The main driver for this growth, therefore, has been investment demand (gross fixed capital formation) which has shown a growth of 10.2 per cent in FY24, economists say. This has particularly been driven by government capital expenditure growth directed towards building infrastructure, as per Srivastava.
"An unanticipated feature of the FY24 annual growth relates to the difference between the GDP growth of 7.6 per cent vis-à-vis GVA growth of only 6.9 per cent which is accounted for by growth in net indirect taxes (indirect taxes net of subsidies). GoI’s indirect tax growth remained low at 4.5 per cent during April-January FY24. It implies, therefore, that subsidies were reduced substantially leading to a significant excess of GDP growth over GVA growth of 0.7 percentage points," Srivastava points out.
Credit Outlook for India Inc.
According to the latest assessment by CRISIL Ratings for fiscal 2025, the credit quality outlook will remain positive. Upgrades will continue to outpace downgrades, driven by domestic demand, low corporate debt levels and tailwinds from the ongoing infrastructure build-out, says Gurpreet Chhatwal, Managing Director, CRISIL Ratings.
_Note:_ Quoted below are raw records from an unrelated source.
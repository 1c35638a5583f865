//! 財務彙總（產銷貢獻、營運費用、淨利）

use rust_decimal::Decimal;
use toc_core::{AllocationRow, OperatingExpenses, Result};

/// 財務彙總結果
#[derive(Debug, Clone, Copy, PartialEq, Eq)]
pub struct FinancialSummary {
    pub total_throughput: Decimal,
    pub total_operating_expense: Decimal,
    pub net_profit: Decimal,
}

/// 財務彙總器
pub struct FinancialSummarizer;

impl FinancialSummarizer {
    /// 彙總分配表與營運費用
    ///
    /// 缺少營運費用時視為零；非數值費用項目回報 `MalformedExpenseEntry`。
    pub fn summarize(
        rows: &[AllocationRow],
        expenses: Option<&OperatingExpenses>,
    ) -> Result<FinancialSummary> {
        let total_throughput = rows.iter().map(|r| r.generated_throughput).sum::<Decimal>();

        let total_operating_expense = match expenses {
            Some(expenses) => expenses.total()?,
            None => {
                tracing::debug!("未提供營運費用，以零計算");
                Decimal::ZERO
            }
        };

        Ok(FinancialSummary {
            total_throughput,
            total_operating_expense,
            net_profit: total_throughput - total_operating_expense,
        })
    }
}
//! # TOC IO
//!
//! 資料集載入與報表輸出（CSV、文字摘要、流程圖）

use std::path::PathBuf;

pub mod csv_report;
pub mod graph;
pub mod loader;
pub mod output;
pub mod summary;

// Re-export 主要類型
pub use csv_report::{save_allocation_csv, write_allocation_csv};
pub use graph::{GraphNode, ProcessGraph};
pub use loader::{load_dataset, parse_dataset};
pub use output::OutputLayout;
pub use summary::{render_summary, save_summary};

/// 載入與輸出錯誤類型
#[derive(Debug, thiserror::Error)]
pub enum IoError {
    #[error("找不到檔案: {}", .0.display())]
    NotFound(PathBuf),

    #[error("檔案讀寫失敗: {0}")]
    Io(#[from] std::io::Error),

    #[error("YAML 解析失敗: {0}")]
    Yaml(#[from] serde_yaml::Error),

    #[error("CSV 輸出失敗: {0}")]
    Csv(#[from] csv::Error),

    #[error("資料集缺少必要區段: {}", .0.join(", "))]
    MissingSections(Vec<String>),

    #[error("資料集格式錯誤: {0}")]
    InvalidDataset(String),

    #[error(transparent)]
    Analysis(#[from] toc_core::TocError),
}

pub type Result<T> = std::result::Result<T, IoError>;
For the fiscal year gone by (FY24), the CRISIL Ratings credit ratio (rating upgrades to downgrades) moderated in the second half of fiscal 2024 but remained elevated. In all, there were 409 upgrades and 228 downgrades in FY24. “The three key pillars of India Inc.’s credit quality — deleveraged balance sheets, sustained domestic demand and government-led capex — kept the upgrade rate elevated in the second half of fiscal 2024. That’s above the 10-year average for the sixth consecutive half year," explains Chhatwal.
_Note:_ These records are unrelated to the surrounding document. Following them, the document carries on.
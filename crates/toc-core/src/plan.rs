//! 分配結果模型

use rust_decimal::Decimal;
use serde::{Deserialize, Serialize};

/// 分配表的一列（每個產品一列）
///
/// 不變量：`0 <= allocated_units <= demand`
#[derive(Debug, Clone, PartialEq, Serialize, Deserialize)]
pub struct AllocationRow {
    /// 產品ID
    pub product_id: String,

    /// 優先級比率（T/C 或代理值）
    pub priority_ratio: f64,

    /// 需求
    pub demand: f64,

    /// 分配單位數
    pub allocated_units: f64,

    /// 產生的產銷貢獻（allocated_units × T）
    pub generated_throughput: Decimal,
}

impl AllocationRow {
    /// 創建新的分配列
    pub fn new(
        product_id: String,
        priority_ratio: f64,
        demand: f64,
        allocated_units: f64,
        generated_throughput: Decimal,
    ) -> Self {
        Self {
            product_id,
            priority_ratio,
            demand,
            allocated_units,
            generated_throughput,
        }
    }

    /// 未滿足的需求
    pub fn unmet_demand(&self) -> f64 {
        (self.demand - self.allocated_units).max(0.0)
    }

    /// 檢查是否完全滿足需求
    pub fn is_fully_served(&self) -> bool {
        self.allocated_units >= self.demand
    }
}

/// 分析摘要（單例輸出）
#[derive(Debug, Clone, PartialEq, Serialize, Deserialize)]
pub struct AnalysisSummary {
    /// 瓶頸資源ID（僅在受限系統時存在）
    pub bottleneck_id: Option<String>,

    /// 參考資源ID（負荷最高的資源；無瓶頸時用於報告剩餘產能）
    pub reference_resource_id: Option<String>,

    /// 參考資源的原始產能
    pub reference_capacity: f64,

    /// 最大負荷係數
    pub max_load_factor: f64,

    /// 參考資源的剩餘產能
    pub residual_capacity: f64,

    /// 總產銷貢獻
    pub total_throughput: Decimal,

    /// 總營運費用
    pub total_operating_expense: Decimal,

    /// 淨利 = 總產銷貢獻 - 總營運費用
    pub net_profit: Decimal,
}

impl AnalysisSummary {
    /// 檢查是否存在瓶頸
    pub fn has_bottleneck(&self) -> bool {
        self.bottleneck_id.is_some()
    }

    /// 瓶頸標籤（無瓶頸時為 "none"）
    pub fn bottleneck_label(&self) -> &str {
        self.bottleneck_id.as_deref().unwrap_or("none")
    }
}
So what is in store for India Inc. in FY25? As per Chhatwal, for fiscal 2025, as many as 21 of 26 corporate sectors have strong-to-favourable credit quality outlook, marked by robust balance sheets and healthy operating cash flows — expected to be as much, or higher, than in fiscal 2024. These include auto component manufacturers, hospitality and education sector companies where the credit quality is supported by healthy domestic demand. It also includes sectors benefiting from the government’s infrastructure spending, such as construction companies, steel, cement and capital goods manufacturers, Chhatwal adds.
For banks, credit growth is expected to remain healthy in fiscal 2025, but grow a tad slower at ~14 per cent, compared with ~16 per cent estimated for fiscal 2024, given the likely moderation in economic growth.